He would check in and go up to the room. He usually ordered dinner first, picked out a few pay-per-view movies (according to the records we had, he liked spaghetti westerns and - wait for it - selections from the ‘adult cinema’ category), and looked through the catalogs of boys he had. We knew he had a few of those from an underground rent-boy supplier. Young Guns, Turbo, Escorts Plus, I think those were the names. The underground guys, you’d figure they’d catch on that their employees never came back from meeting with Zdarlyi. Maybe they couldn’t poke their heads out of their gopher-holes for fear of exposing themselves. Plenty of variables at play. Zdarlyi using aliases over the phone would be one scenario to explain his continued service. More likely, he was meeting the boys on the side. Have an above board date with them. Wait a few months, arrange something off the suppliers’ respective radars, promising to pay a bigger price tag, and boom! Suspicion avoided. The suppliers would have no records of sending Kiki out for a night because that would be his day off. That kind of thing.

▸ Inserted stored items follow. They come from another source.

//! Go structural extractor

use arbor_core::{CodeNode, EdgeType, Lang, NodeType};
use tree_sitter::Node;

use super::{PendingRef, build_node};
use crate::registry::{node_text, start_line};

pub fn extract(
    root: Node<'_>,
    source: &str,
    file_path: &str,
) -> (Vec<CodeNode>, Vec<PendingRef>) {
    let mut nodes = Vec::new();
    let mut refs = Vec::new();
    let mut cursor = root.walk();
    for child in root.named_children(&mut cursor) {
        match child.kind() {
            "function_declaration" => {
                if let Some(name_node) = child.child_by_field_name("name") {
                    let name = node_text(name_node, source);
                    nodes.push(build_node(
                        format!("{file_path}::{name}"),
                        name,
                        NodeType::Function,
                        Lang::Go,
                        file_path,
                        child,
                        source,
                    ));
                }
            }
            "method_declaration" => {
                if let Some(name_node) = child.child_by_field_name("name") {
                    let name = node_text(name_node, source);
                    let receiver = receiver_type(child, source).unwrap_or_default();
                    let id = if receiver.is_empty() {
                        format!("{file_path}::{name}")
                    } else {
                        format!("{file_path}::{receiver}.{name}")
                    };
                    nodes.push(build_node(
                        id,
                        name,
                        NodeType::Method,
                        Lang::Go,
                        file_path,
                        child,
                        source,
                    ));
                }
            }
            "type_declaration" => {
                let mut spec_cursor = child.walk();
                for spec in child.named_children(&mut spec_cursor) {
                    if spec.kind() != "type_spec" && spec.kind() != "type_alias" {
                        continue;
                    }
                    let Some(name_node) = spec.child_by_field_name("name") else {
                        continue;
                    };
                    let name = node_text(name_node, source);
                    let node_type = match spec.child_by_field_name("type").map(|t| t.kind()) {
                        Some("struct_type") => NodeType::Struct,
                        Some("interface_type") => NodeType::Interface,
                        _ => NodeType::Type,
                    };
                    let id = format!("{file_path}::{name}");
                    if let Some(body) = spec.child_by_field_name("type") {
                        collect_field_references(&id, body, source, &mut refs);
                    }
                    nodes.push(build_node(
                        id,
                        name,
                        node_type,
                        Lang::Go,
                        file_path,
                        child,
                        source,
                    ));
                }
            }
            "import_declaration" => {
                collect_imports(child, source, file_path, &mut nodes, &mut refs);
            }
            "var_declaration" | "const_declaration" => {
                let mut spec_cursor = child.walk();
                for spec in child.named_children(&mut spec_cursor) {
                    if spec.kind() != "var_spec" && spec.kind() != "const_spec" {
                        continue;
                    }
                    let Some(name_node) = spec.child_by_field_name("name") else {
                        continue;
                    };
                    let name = node_text(name_node, source);
                    nodes.push(build_node(
                        format!("{file_path}::{name}"),
                        name,
                        NodeType::Variable,
                        Lang::Go,
                        file_path,
                        child,
                        source,
                    ));
                }
            }
            _ => {}
        }
    }
    (nodes, refs)
}

fn collect_imports(
    decl: Node<'_>,
    source: &str,
    file_path: &str,
    nodes: &mut Vec<CodeNode>,
    refs: &mut Vec<PendingRef>,
) {
    let mut stack = vec![decl];
    while let Some(node) = stack.pop() {
        let mut cursor = node.walk();
        for child in node.named_children(&mut cursor) {
            match child.kind() {
                "import_spec" => {
                    let Some(path_node) = child.child_by_field_name("path") else {
                        continue;
                    };
                    let path = node_text(path_node, source).trim_matches('"').to_string();
                    let row = start_line(child);
                    let id = format!("{file_path}::import_{row}");
                    nodes.push(build_node(
                        id.clone(),
                        &path,
                        NodeType::Import,
                        Lang::Go,
                        file_path,
                        child,
                        source,
                    ));
                    refs.push(PendingRef {
                        from_id: id,
                        target: path,
                        edge_type: EdgeType::Imports,
                    });
                }
                "import_spec_list" => stack.push(child),
                _ => {}
            }
        }
    }
}

/// Named types appearing in struct fields and interface embeds become
/// `references` edges from the declaring type.
fn collect_field_references(
    type_id: &str,
    body: Node<'_>,
    source: &str,
    refs: &mut Vec<PendingRef>,
) {
    let mut stack = vec![body];
    while let Some(node) = stack.pop() {
        let mut cursor = node.walk();
        for child in node.named_children(&mut cursor) {
            match child.kind() {
                "type_identifier" => {
                    let target = node_text(child, source);
                    if !is_builtin_go_type(target) {
                        refs.push(PendingRef {
                            from_id: type_id.to_string(),
                            target: target.to_string(),
                            edge_type: EdgeType::References,
                        });
                    }
                }
                "qualified_type" => {
                    refs.push(PendingRef {
                        from_id: type_id.to_string(),
                        target: node_text(child, source).to_string(),
                        edge_type: EdgeType::References,
                    });
                }
                _ => stack.push(child),
            }
        }
    }
}

fn is_builtin_go_type(name: &str) -> bool {
    matches!(
        name,
        "bool"
            | "byte"
            | "complex64"
            | "complex128"
            | "error"
            | "float32"
            | "float64"
            | "int"
            | "int8"
            | "int16"
            | "int32"
            | "int64"
            | "rune"
            | "string"
            | "uint"
            | "uint8"
            | "uint16"
            | "uint32"
            | "uint64"
            | "uintptr"
            | "any"
    )
}

/// Receiver type name with any pointer stripped: `(s *Server)` -> `Server`.
fn receiver_type(method: Node<'_>, source: &str) -> Option<String> {
    let receiver = method.child_by_field_name("receiver")?;
    let param = receiver.named_child(0)?;
    let ty = param.child_by_field_name("type")?;
    let ty = if ty.kind() == "pointer_type" {
        ty.named_child(0)?
    } else {
        ty
    };
    Some(node_text(ty, source).trim_start_matches('*').to_string())
}
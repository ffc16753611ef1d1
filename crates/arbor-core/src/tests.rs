//! Unit tests for the core data model

use std::path::Path;

use crate::exclude::ExcludeMatcher;
use crate::language::Lang;
use crate::model::{CodeEdge, CodeNode, EdgeType, NodeType, edge_id};

#[test]
fn edge_id_includes_type() {
    let calls = edge_id("funcA", "funcB", EdgeType::Calls);
    let uses = edge_id("funcA", "funcB", EdgeType::Uses);
    assert_eq!(calls, "funcA->funcB:calls");
    assert_eq!(uses, "funcA->funcB:uses");
    assert_ne!(calls, uses);
}

#[test]
fn edge_constructor_formats_id() {
    let edge = CodeEdge::new("a.go::main", "external::fmt.Println", EdgeType::Calls);
    assert_eq!(edge.id, "a.go::main->external::fmt.Println:calls");
    assert_eq!(edge.weight, 1.0);
}

#[test]
fn node_type_round_trips_through_str() {
    for nt in [
        NodeType::Function,
        NodeType::Method,
        NodeType::Class,
        NodeType::Struct,
        NodeType::Interface,
        NodeType::Enum,
        NodeType::Macro,
        NodeType::Variable,
        NodeType::Type,
        NodeType::Import,
        NodeType::Module,
    ] {
        assert_eq!(nt.as_str().parse::<NodeType>().unwrap(), nt);
    }
}

#[test]
fn edge_type_round_trips_through_str() {
    for et in [
        EdgeType::Calls,
        EdgeType::Imports,
        EdgeType::Uses,
        EdgeType::Extends,
        EdgeType::Implements,
        EdgeType::References,
    ] {
        assert_eq!(et.as_str().parse::<EdgeType>().unwrap(), et);
    }
}

#[test]
fn language_detection_follows_extension_table() {
    let cases = [
        ("main.c", Some(Lang::C)),
        ("main.h", Some(Lang::C)),
        ("main.cpp", Some(Lang::Cpp)),
        ("main.hxx", Some(Lang::Cpp)),
        ("main.go", Some(Lang::Go)),
        ("app.py", Some(Lang::Python)),
        ("app.mjs", Some(Lang::JavaScript)),
        ("app.tsx", Some(Lang::TypeScript)),
        ("lib.rs", Some(Lang::Rust)),
        ("Main.java", Some(Lang::Java)),
        ("core.cljc", Some(Lang::Clojure)),
        ("data.edn", Some(Lang::Clojure)),
        ("solve.jl", Some(Lang::Julia)),
        ("system.asd", Some(Lang::CommonLisp)),
        ("readme.md", None),
        ("Makefile", None),
    ];
    for (path, expected) in cases {
        assert_eq!(Lang::from_path(Path::new(path)), expected, "{path}");
    }
}

#[test]
fn exclude_matches_name_and_components() {
    let matcher = ExcludeMatcher::new(["node_modules", "*.min.js", "build?"]);
    assert!(matcher.is_excluded(Path::new("web/node_modules/react/index.js")));
    assert!(matcher.is_excluded(Path::new("dist/app.min.js")));
    assert!(matcher.is_excluded(Path::new("build1/out.c")));
    assert!(!matcher.is_excluded(Path::new("src/main.rs")));
    assert!(!matcher.is_excluded(Path::new("builder/out.c")));
}

#[test]
fn invalid_exclude_pattern_matches_nothing() {
    let matcher = ExcludeMatcher::new(["[unclosed"]);
    assert!(!matcher.is_excluded(Path::new("[unclosed")));
    assert!(!matcher.is_excluded(Path::new("anything.rs")));
}

#[test]
fn empty_matcher_excludes_nothing() {
    let matcher = ExcludeMatcher::default();
    assert!(matcher.is_empty());
    assert!(!matcher.is_excluded(Path::new("target/debug/main")));
}

#[test]
fn node_constructor_defaults() {
    let node = CodeNode::new("a.py::f", "f", NodeType::Function, "python", "a.py");
    assert_eq!(node.start_line, 1);
    assert_eq!(node.end_line, 1);
    assert!(node.annotations.is_empty());
    assert!(node.embedding.is_none());
}
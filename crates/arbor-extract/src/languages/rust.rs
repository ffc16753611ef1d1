//! Rust structural extractor

use arbor_core::{CodeNode, EdgeType, Lang, NodeType};
use tree_sitter::Node;

use super::{PendingRef, build_node};
use crate::registry::{node_text, start_line};

pub fn extract(
    root: Node<'_>,
    source: &str,
    file_path: &str,
) -> (Vec<CodeNode>, Vec<PendingRef>) {
    let mut nodes = Vec::new();
    let mut refs = Vec::new();
    walk(root, source, file_path, &mut nodes, &mut refs);
    (nodes, refs)
}

fn walk(
    node: Node<'_>,
    source: &str,
    file_path: &str,
    nodes: &mut Vec<CodeNode>,
    refs: &mut Vec<PendingRef>,
) {
    let mut cursor = node.walk();
    for child in node.named_children(&mut cursor) {
        match child.kind() {
            "function_item" => {
                if let Some(name_node) = child.child_by_field_name("name") {
                    let name = node_text(name_node, source);
                    nodes.push(build_node(
                        format!("{file_path}::{name}"),
                        name,
                        NodeType::Function,
                        Lang::Rust,
                        file_path,
                        child,
                        source,
                    ));
                }
            }
            "struct_item" | "union_item" => {
                push_named(child, NodeType::Struct, source, file_path, nodes);
            }
            "enum_item" => {
                push_named(child, NodeType::Enum, source, file_path, nodes);
            }
            "trait_item" => {
                push_named(child, NodeType::Interface, source, file_path, nodes);
            }
            "type_item" => {
                push_named(child, NodeType::Type, source, file_path, nodes);
            }
            "static_item" | "const_item" => {
                push_named(child, NodeType::Variable, source, file_path, nodes);
            }
            "macro_definition" => {
                if let Some(name_node) = child.child_by_field_name("name") {
                    let name = node_text(name_node, source);
                    nodes.push(build_node(
                        format!("{file_path}::macro_{name}"),
                        name,
                        NodeType::Macro,
                        Lang::Rust,
                        file_path,
                        child,
                        source,
                    ));
                }
            }
            "mod_item" => {
                if let Some(name_node) = child.child_by_field_name("name") {
                    let name = node_text(name_node, source);
                    nodes.push(build_node(
                        format!("{file_path}::ns_{name}"),
                        name,
                        NodeType::Module,
                        Lang::Rust,
                        file_path,
                        child,
                        source,
                    ));
                }
                if let Some(body) = child.child_by_field_name("body") {
                    walk(body, source, file_path, nodes, refs);
                }
            }
            "use_declaration" => {
                if let Some(arg) = child.child_by_field_name("argument") {
                    let target = node_text(arg, source).to_string();
                    let row = start_line(child);
                    let id = format!("{file_path}::import_{row}");
                    nodes.push(build_node(
                        id.clone(),
                        &target,
                        NodeType::Import,
                        Lang::Rust,
                        file_path,
                        child,
                        source,
                    ));
                    refs.push(PendingRef {
                        from_id: id,
                        target,
                        edge_type: EdgeType::Imports,
                    });
                }
            }
            "impl_item" => {
                handle_impl(child, source, file_path, nodes, refs);
            }
            _ => {}
        }
    }
}

fn push_named(
    node: Node<'_>,
    node_type: NodeType,
    source: &str,
    file_path: &str,
    nodes: &mut Vec<CodeNode>,
) {
    if let Some(name_node) = node.child_by_field_name("name") {
        let name = node_text(name_node, source);
        nodes.push(build_node(
            format!("{file_path}::{name}"),
            name,
            node_type,
            Lang::Rust,
            file_path,
            node,
            source,
        ));
    }
}

fn handle_impl(
    impl_item: Node<'_>,
    source: &str,
    file_path: &str,
    nodes: &mut Vec<CodeNode>,
    refs: &mut Vec<PendingRef>,
) {
    let receiver = impl_item
        .child_by_field_name("type")
        .map(|t| base_type_name(t, source))
        .unwrap_or_default();
    if let Some(trait_node) = impl_item.child_by_field_name("trait") {
        if !receiver.is_empty() {
            refs.push(PendingRef {
                from_id: format!("{file_path}::{receiver}"),
                target: node_text(trait_node, source).to_string(),
                edge_type: EdgeType::Implements,
            });
        }
    }
    let Some(body) = impl_item.child_by_field_name("body") else {
        return;
    };
    let mut cursor = body.walk();
    for member in body.named_children(&mut cursor) {
        if member.kind() != "function_item" {
            continue;
        }
        let Some(name_node) = member.child_by_field_name("name") else {
            continue;
        };
        let name = node_text(name_node, source);
        let id = if receiver.is_empty() {
            format!("{file_path}::{name}")
        } else {
            format!("{file_path}::{receiver}.{name}")
        };
        nodes.push(build_node(
            id,
            name,
            NodeType::Method,
            Lang::Rust,
            file_path,
            member,
            source,
        ));
    }
}

/// `Foo<T>` -> `Foo`, `&Foo` -> `Foo`.
fn base_type_name(ty: Node<'_>, source: &str) -> String {
    let text = node_text(ty, source);
    let text = text.trim_start_matches(['&', ' ']);
    match text.split_once('<') {
        Some((base, _)) => base.trim().to_string(),
        None => text.trim().to_string(),
    }
}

While he would go through his early evening routine, Marijke would put him down and, since I was the one with ‘some background’, I would dispose of him.
Marijke was in charge of the execution. She took her time at the warehouse selecting her implements. She selected three knives: Switch blade, the shortest at four inches; a third-pattern Fairbairn-Sykes, the middle one at seven inches; and an M-1 bayonet, the longest at ten inches. After some consideration at the gun racks, which included her animatedly expressing interest in a vintage Bergmann-Bayard, a Belgian gun, Marijke wound up choosing an Akdal Ghost.
She would explain that the gun was for emergency purposes only, a last resort. The knives were to be the killing implements. Quiet, you see. I remember her turning to the Warehouser and telling him, in Turkish, to get us another Akdal. This was to be mine; we knew nothing about Zdarlyi and she was putting neither of us in danger.
Odd that she smiled at that.
Neither one of us wound up ever using the fucking things.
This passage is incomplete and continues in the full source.